Gates, who has been calling for NATO reinforcements to defeat the
Taliban and Al-Qaeda in neighbouring Afghanistan, suggested the time had
come for a Pakistani anti-insurgency sweep on its own side of the Afghan
border. Pakistan Saturday dismissed US claims that Al-Qaeda chief Osama
bin Laden and Taliban leader Mullah Mohammad Omar were operating from
its northwestern tribal areas. Washington has placed multi-million
dollar rewards on the two men’s heads.
A top Al-Qaeda operative, Abu Laith al-Libbi, was recently killed in a
suspected US missile strike in Pakistan’s north Waziristan tribal area
early this month. The Islamic extremist Taliban militia ruled
Afghanistan from 1996 to 2001 and gave sanctuary to bin Laden, who
masterminded the September 11 attacks in the United States. A US-led
invasion in October 2001 ousted the Taliban from power in Afghanistan,
but they have regrouped and are putting up increasingly stiff resistance
to NATO-led international forces.
Defense Secretary Robert Gates made a direct appeal to Europeans on
Sunday to support the war in Afghanistan, warning that violence and
terrorism could surge worldwide if NATO was defeated there. While
admitting policy mistakes — and his own role in one of them — Gates
urged the allies to come together in the fight against Islamist
militants in Afghanistan and said the credibility of NATO itself was at
stake.
“The threat posed by violent Islamic extremism is real — and it is not
going to go away,” Gates told an annual gathering of security and
military experts in Munich, Germany. “I am concerned that many people on
this continent may not comprehend the magnitude of the direct threat to
European security,” said Gates, admitting public support for the war in
Afghanistan was weak in Europe. His speech was the latest move in a
campaign he has undertaken — sometimes quietly, sometimes through blunt
public statements — to persuade NATO allies to supply more troops and
resources for the mission. Although France has indicated a willingness
to send more troops, Germany has been adamant that it cannot do more.

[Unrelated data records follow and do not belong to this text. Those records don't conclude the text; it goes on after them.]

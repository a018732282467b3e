//! Periodic sweep over unfinished jobs.
//!
//! Each pass reconciles running jobs against their output objects and gives
//! stale pending jobs another dispatch attempt (or fails and refunds them once
//! their attempts are used up).

use std::sync::Arc;
use std::time::Duration;

use chrono::Utc;
use clipledger_core::JobStatus;
use clipledger_store::Store;
use tokio_util::sync::CancellationToken;

use crate::error::Result;
use crate::lifecycle::JobService;
use crate::reconciler::{Reconciler, Reconciliation};

/// Jobs looked at per status per pass.
const SWEEP_BATCH: usize = 100;

/// Counts from one sweep pass.
#[derive(Debug, Clone, Copy, Default, PartialEq, Eq)]
pub struct SweepReport {
    /// Jobs moved to `completed`.
    pub completed: usize,
    /// Dispatch attempts made.
    pub redispatched: usize,
    /// Jobs failed and refunded.
    pub failed: usize,
}

/// Background reconciler and dispatch retrier.
pub struct Sweeper {
    store: Arc<dyn Store>,
    jobs: JobService,
    reconciler: Reconciler,
    interval: Duration,
    retry_delay: chrono::Duration,
}

impl Sweeper {
    /// Create a sweeper running every `interval`, retrying pending jobs that
    /// have not moved for `retry_delay`.
    pub fn new(
        store: Arc<dyn Store>,
        jobs: JobService,
        reconciler: Reconciler,
        interval: Duration,
        retry_delay: Duration,
    ) -> Self {
        Self {
            store,
            jobs,
            reconciler,
            interval,
            retry_delay: chrono::Duration::from_std(retry_delay)
                .unwrap_or_else(|_| chrono::Duration::seconds(60)),
        }
    }

    /// Sweep until `cancel` fires.
    pub async fn run(&self, cancel: CancellationToken) {
        tracing::info!(
            interval_secs = self.interval.as_secs(),
            retry_delay_secs = self.retry_delay.num_seconds(),
            "Job sweeper started"
        );

        let mut ticker = tokio::time::interval(self.interval);
        ticker.set_missed_tick_behavior(tokio::time::MissedTickBehavior::Delay);

        loop {
            tokio::select! {
                () = cancel.cancelled() => {
                    tracing::info!("Job sweeper stopping");
                    break;
                }
                _ = ticker.tick() => {
                    match self.run_once().await {
                        Ok(report) if report == SweepReport::default() => {
                            tracing::debug!("Sweep: nothing to do");
                        }
                        Ok(report) => {
                            tracing::info!(
                                completed = report.completed,
                                redispatched = report.redispatched,
                                failed = report.failed,
                                "Sweep finished"
                            );
                        }
                        Err(e) => {
                            tracing::error!(error = %e, "Sweep failed");
                        }
                    }
                }
            }
        }
    }

    /// One pass over running and stale pending jobs.
    pub async fn run_once(&self) -> Result<SweepReport> {
        let mut report = SweepReport::default();
        let now = Utc::now();

        for job in self
            .store
            .list_stale_jobs(JobStatus::Processing, now, SWEEP_BATCH)
            .await?
        {
            if self.reconciler.reconcile(&job).await? == Reconciliation::Completed {
                report.completed += 1;
            }
        }

        let cutoff = now - self.retry_delay;
        for job in self
            .store
            .list_stale_jobs(JobStatus::Pending, cutoff, SWEEP_BATCH)
            .await?
        {
            match self.reconciler.reconcile(&job).await? {
                Reconciliation::Completed => {
                    report.completed += 1;
                    continue;
                }
                Reconciliation::Settled => continue,
                Reconciliation::Unchanged => {}
            }

            if !self.jobs.can_dispatch() {
                continue;
            }

            let attempts = job.dispatch_attempts;
            let after = self.jobs.retry_or_fail(job).await?;
            match after.status {
                JobStatus::Failed => report.failed += 1,
                _ if after.dispatch_attempts > attempts => report.redispatched += 1,
                _ => {}
            }
        }

        Ok(report)
    }
}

Gates said NATO could not afford “the luxury” of letting some nations
conduct less dangerous missions while others did more fighting and dying
— a remark which appeared aimed at Germany, which confines its forces to
the safer north of Afghanistan. After his speech, several German
politicians criticized Gates, with one accusing him of public “finger
pointing,” but the Pentagon chief said he had not meant to single out
specific countries and called Germany “a little overly sensitive.”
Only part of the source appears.